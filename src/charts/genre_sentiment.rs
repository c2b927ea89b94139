use std::collections::{BTreeMap, BTreeSet};

use super::{BarSeries, ChartBuilder, ChartInput, ChartKind, ChartSpec, StackedBarSpec};
use crate::data::model::Sentiment;
use crate::style::ChartStyle;

/// Stacked bars: genre on x, track count on y, one stack layer per sentiment.
#[derive(Debug, Clone, Copy, Default)]
pub struct GenreSentimentChart;

impl ChartBuilder for GenreSentimentChart {
    fn build(&self, input: &ChartInput<'_>, style: &ChartStyle) -> ChartSpec {
        let categories: Vec<String> = input
            .aggregate
            .iter()
            .map(|row| row.genre.as_str())
            .collect::<BTreeSet<_>>()
            .into_iter()
            .map(str::to_string)
            .collect();

        // sentiment → genre index → count
        let mut layers: BTreeMap<&Sentiment, Vec<f64>> = BTreeMap::new();
        for row in input.aggregate {
            let Ok(idx) = categories.binary_search(&row.genre) else {
                continue;
            };
            let values = layers
                .entry(&row.sentiment)
                .or_insert_with(|| vec![0.0; categories.len()]);
            values[idx] += row.count as f64;
        }

        let series = layers
            .into_iter()
            .map(|(sentiment, values)| BarSeries {
                sentiment: sentiment.clone(),
                color: style.color_for(sentiment),
                values,
            })
            .collect();

        ChartSpec {
            layout: style
                .layout("Sentiment Distribution by Genre", "Genre", "Count")
                .legend_title("Sentiment"),
            kind: ChartKind::StackedBar(StackedBarSpec { categories, series }),
        }
    }
}
/// Chart builders: filtered tracks → toolkit-independent chart specs.
///
/// ```text
///   FilteredView ──┬──► aggregate ──► GenreSentimentChart ──┐
///                  ├──────────────► SentimentBoxChart × 3 ───┼──► DashboardCharts
///                  └──────────────► MoodNavigatorChart ──────┘
/// ```
///
/// Every builder takes the same [`ChartInput`] and the shared
/// [`ChartStyle`], and returns a [`ChartSpec`] that `ui::plot` draws.
pub mod genre_sentiment;
pub mod mood_navigator;
pub mod sentiment_box;

use eframe::egui::Color32;

use crate::data::aggregate::GenreSentimentCount;
use crate::data::model::{MoodMetric, Sentiment, Track, TrackFeature};
use crate::style::{ChartLayout, ChartStyle};

pub use genre_sentiment::GenreSentimentChart;
pub use mood_navigator::MoodNavigatorChart;
pub use sentiment_box::{BoxStats, SentimentBoxChart};

// ---------------------------------------------------------------------------
// Chart specifications
// ---------------------------------------------------------------------------

#[derive(Debug, Clone, PartialEq)]
pub struct ChartSpec {
    pub layout: ChartLayout,
    pub kind: ChartKind,
}

#[derive(Debug, Clone, PartialEq)]
pub enum ChartKind {
    StackedBar(StackedBarSpec),
    Box(BoxSpec),
    Scatter(ScatterSpec),
}

impl ChartSpec {
    /// True when there is nothing to draw (e.g. empty genre selection result).
    pub fn is_empty(&self) -> bool {
        match &self.kind {
            ChartKind::StackedBar(bar) => bar.categories.is_empty(),
            ChartKind::Box(b) => b.groups.is_empty(),
            ChartKind::Scatter(s) => s.series.iter().all(|ser| ser.points.is_empty()),
        }
    }
}

/// Bars stacked per category; `values[i]` belongs to `categories[i]`.
#[derive(Debug, Clone, PartialEq)]
pub struct StackedBarSpec {
    pub categories: Vec<String>,
    pub series: Vec<BarSeries>,
}

#[derive(Debug, Clone, PartialEq)]
pub struct BarSeries {
    pub sentiment: Sentiment,
    pub color: Color32,
    pub values: Vec<f64>,
}

#[derive(Debug, Clone, PartialEq)]
pub struct BoxSpec {
    pub feature: TrackFeature,
    pub groups: Vec<BoxGroup>,
}

#[derive(Debug, Clone, PartialEq)]
pub struct BoxGroup {
    pub sentiment: Sentiment,
    pub color: Color32,
    pub fill: Color32,
    pub stats: BoxStats,
}

#[derive(Debug, Clone, PartialEq)]
pub struct ScatterSpec {
    pub x_feature: TrackFeature,
    pub y_feature: TrackFeature,
    pub series: Vec<ScatterSeries>,
}

#[derive(Debug, Clone, PartialEq)]
pub struct ScatterSeries {
    pub sentiment: Sentiment,
    pub color: Color32,
    pub points: Vec<ScatterPoint>,
}

/// One track on the scatter, with its tooltip text.
#[derive(Debug, Clone, PartialEq)]
pub struct ScatterPoint {
    pub x: f64,
    pub y: f64,
    pub radius: f32,
    pub popularity: f64,
    pub track_name: String,
    pub artists: String,
}

impl ScatterSpec {
    /// Closest point to `(x, y)` within `max_distance`, for hover labels.
    pub fn nearest(&self, x: f64, y: f64, max_distance: f64) -> Option<&ScatterPoint> {
        self.series
            .iter()
            .flat_map(|s| &s.points)
            .map(|p| (p, (p.x - x).hypot(p.y - y)))
            .filter(|(_, d)| *d <= max_distance)
            .min_by(|a, b| a.1.total_cmp(&b.1))
            .map(|(p, _)| p)
    }
}

// ---------------------------------------------------------------------------
// Builder capability
// ---------------------------------------------------------------------------

/// Everything a builder may read for one render pass.
#[derive(Debug, Clone, Copy)]
pub struct ChartInput<'a> {
    pub view: &'a [&'a Track],
    pub aggregate: &'a [GenreSentimentCount],
    pub mood_metric: MoodMetric,
}

pub trait ChartBuilder {
    fn build(&self, input: &ChartInput<'_>, style: &ChartStyle) -> ChartSpec;
}

// ---------------------------------------------------------------------------
// Dashboard: the five charts in tab order
// ---------------------------------------------------------------------------

#[derive(Debug, Clone, Copy, PartialEq, Eq, Default)]
pub enum DashboardTab {
    #[default]
    MoodNavigator,
    GenreSentiment,
    Popularity,
    Danceability,
    Energy,
}

impl DashboardTab {
    pub const ALL: [DashboardTab; 5] = [
        DashboardTab::MoodNavigator,
        DashboardTab::GenreSentiment,
        DashboardTab::Popularity,
        DashboardTab::Danceability,
        DashboardTab::Energy,
    ];

    pub fn title(self) -> &'static str {
        match self {
            DashboardTab::MoodNavigator => "Mood Navigator",
            DashboardTab::GenreSentiment => "Sentiment Distribution by Genre",
            DashboardTab::Popularity => "Sentiment vs. Popularity",
            DashboardTab::Danceability => "Sentiment vs. Danceability",
            DashboardTab::Energy => "Sentiment vs. Energy",
        }
    }
}

#[derive(Debug, Clone, PartialEq)]
pub struct DashboardCharts {
    pub mood_navigator: ChartSpec,
    pub genre_sentiment: ChartSpec,
    pub popularity: ChartSpec,
    pub danceability: ChartSpec,
    pub energy: ChartSpec,
}

impl DashboardCharts {
    pub fn get(&self, tab: DashboardTab) -> &ChartSpec {
        match tab {
            DashboardTab::MoodNavigator => &self.mood_navigator,
            DashboardTab::GenreSentiment => &self.genre_sentiment,
            DashboardTab::Popularity => &self.popularity,
            DashboardTab::Danceability => &self.danceability,
            DashboardTab::Energy => &self.energy,
        }
    }
}

/// Run all five builders against one input.
pub fn build_dashboard(input: &ChartInput<'_>, style: &ChartStyle) -> DashboardCharts {
    DashboardCharts {
        mood_navigator: MoodNavigatorChart.build(input, style),
        genre_sentiment: GenreSentimentChart.build(input, style),
        popularity: SentimentBoxChart::new(TrackFeature::Popularity).build(input, style),
        danceability: SentimentBoxChart::new(MoodMetric::Danceability.into()).build(input, style),
        energy: SentimentBoxChart::new(MoodMetric::Energy.into()).build(input, style),
    }
}

#[cfg(test)]
mod tests {
    use std::collections::BTreeSet;

    use super::*;
    use crate::data::aggregate::aggregate;
    use crate::data::filter::apply;
    use crate::data::model::tests::track;
    use crate::data::model::TrackDataset;

    fn dataset() -> TrackDataset {
        let mut tracks = vec![
            track("a", "pop", "positive", 80.0),
            track("b", "rock", "negative", 40.0),
            track("c", "pop", "neutral", 60.0),
            track("d", "rock", "positive", 20.0),
        ];
        tracks[1].valence = 0.9;
        TrackDataset::from_tracks(tracks)
    }

    fn charts(ds: &TrackDataset, genres: &[&str], metric: MoodMetric) -> DashboardCharts {
        let selected: BTreeSet<String> = genres.iter().map(|g| g.to_string()).collect();
        let view = apply(ds, &selected);
        let table = aggregate(&view);
        let input = ChartInput {
            view: &view,
            aggregate: &table,
            mood_metric: metric,
        };
        build_dashboard(&input, ChartStyle::shared())
    }

    #[test]
    fn tabs_are_in_fixed_order() {
        let titles: Vec<&str> = DashboardTab::ALL.iter().map(|t| t.title()).collect();
        assert_eq!(
            titles,
            [
                "Mood Navigator",
                "Sentiment Distribution by Genre",
                "Sentiment vs. Popularity",
                "Sentiment vs. Danceability",
                "Sentiment vs. Energy"
            ]
        );
    }

    #[test]
    fn absent_genre_gives_five_empty_charts() {
        let ds = dataset();
        let charts = charts(&ds, &["jazz"], MoodMetric::default());
        for tab in DashboardTab::ALL {
            assert!(charts.get(tab).is_empty(), "{} should be empty", tab.title());
        }
    }

    #[test]
    fn metric_change_only_touches_mood_navigator() {
        let ds = dataset();
        let valence = charts(&ds, &[], MoodMetric::Valence);
        let energy = charts(&ds, &[], MoodMetric::Energy);

        assert!(valence.mood_navigator.layout.title.contains("valence"));
        assert_eq!(valence.mood_navigator.layout.x_title, "Valence");
        let ChartKind::Scatter(scatter) = &valence.mood_navigator.kind else {
            panic!("mood navigator should be a scatter");
        };
        assert_eq!(scatter.x_feature, TrackFeature::Audio(MoodMetric::Valence));
        assert!(scatter.series.iter().flat_map(|s| &s.points).any(|p| p.x == 0.9));

        assert_ne!(valence.mood_navigator, energy.mood_navigator);
        assert!(energy.mood_navigator.layout.title.contains("energy"));
        assert_eq!(valence.genre_sentiment, energy.genre_sentiment);
        assert_eq!(valence.popularity, energy.popularity);
        assert_eq!(valence.danceability, energy.danceability);
        assert_eq!(valence.energy, energy.energy);
    }

    #[test]
    fn unknown_sentiment_renders_with_fallback_colour() {
        let ds = TrackDataset::from_tracks(vec![
            track("a", "pop", "positive", 50.0),
            track("b", "pop", "unknown", 30.0),
        ]);
        let charts = charts(&ds, &[], MoodMetric::default());
        let fallback = ChartStyle::shared().fallback;

        let ChartKind::StackedBar(bar) = &charts.genre_sentiment.kind else {
            panic!("expected bars");
        };
        assert!(bar.series.iter().any(|s| s.color == fallback));

        let ChartKind::Box(boxes) = &charts.energy.kind else {
            panic!("expected boxes");
        };
        assert_eq!(boxes.groups.last().map(|g| g.color), Some(fallback));
    }

    #[test]
    fn every_chart_shares_the_template() {
        let ds = dataset();
        let charts = charts(&ds, &[], MoodMetric::default());
        let template = ChartStyle::shared().template;
        for tab in DashboardTab::ALL {
            assert_eq!(charts.get(tab).layout.template, template);
        }
    }

    #[test]
    fn nearest_point_respects_distance() {
        let ds = dataset();
        let charts = charts(&ds, &[], MoodMetric::Valence);
        let ChartKind::Scatter(scatter) = &charts.mood_navigator.kind else {
            panic!("expected scatter");
        };
        let hit = scatter.nearest(0.88, 0.6, 0.05).unwrap();
        assert_eq!(hit.track_name, "b");
        assert!(scatter.nearest(0.0, 0.0, 0.05).is_none());
    }
}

==========

Begin at the first line of the records above and quote every line verbatim through the one that contains "use crate::style::ChartStyle;".

## ANSWER SECTION:
filename src/charts/genre_sentiment.rs
repository c2b927ea89b94139
use std::collections::{BTreeMap, BTreeSet};

use super::{BarSeries, ChartBuilder, ChartInput, ChartKind, ChartSpec, StackedBarSpec};
use crate::data::model::Sentiment;
use crate::style::ChartStyle;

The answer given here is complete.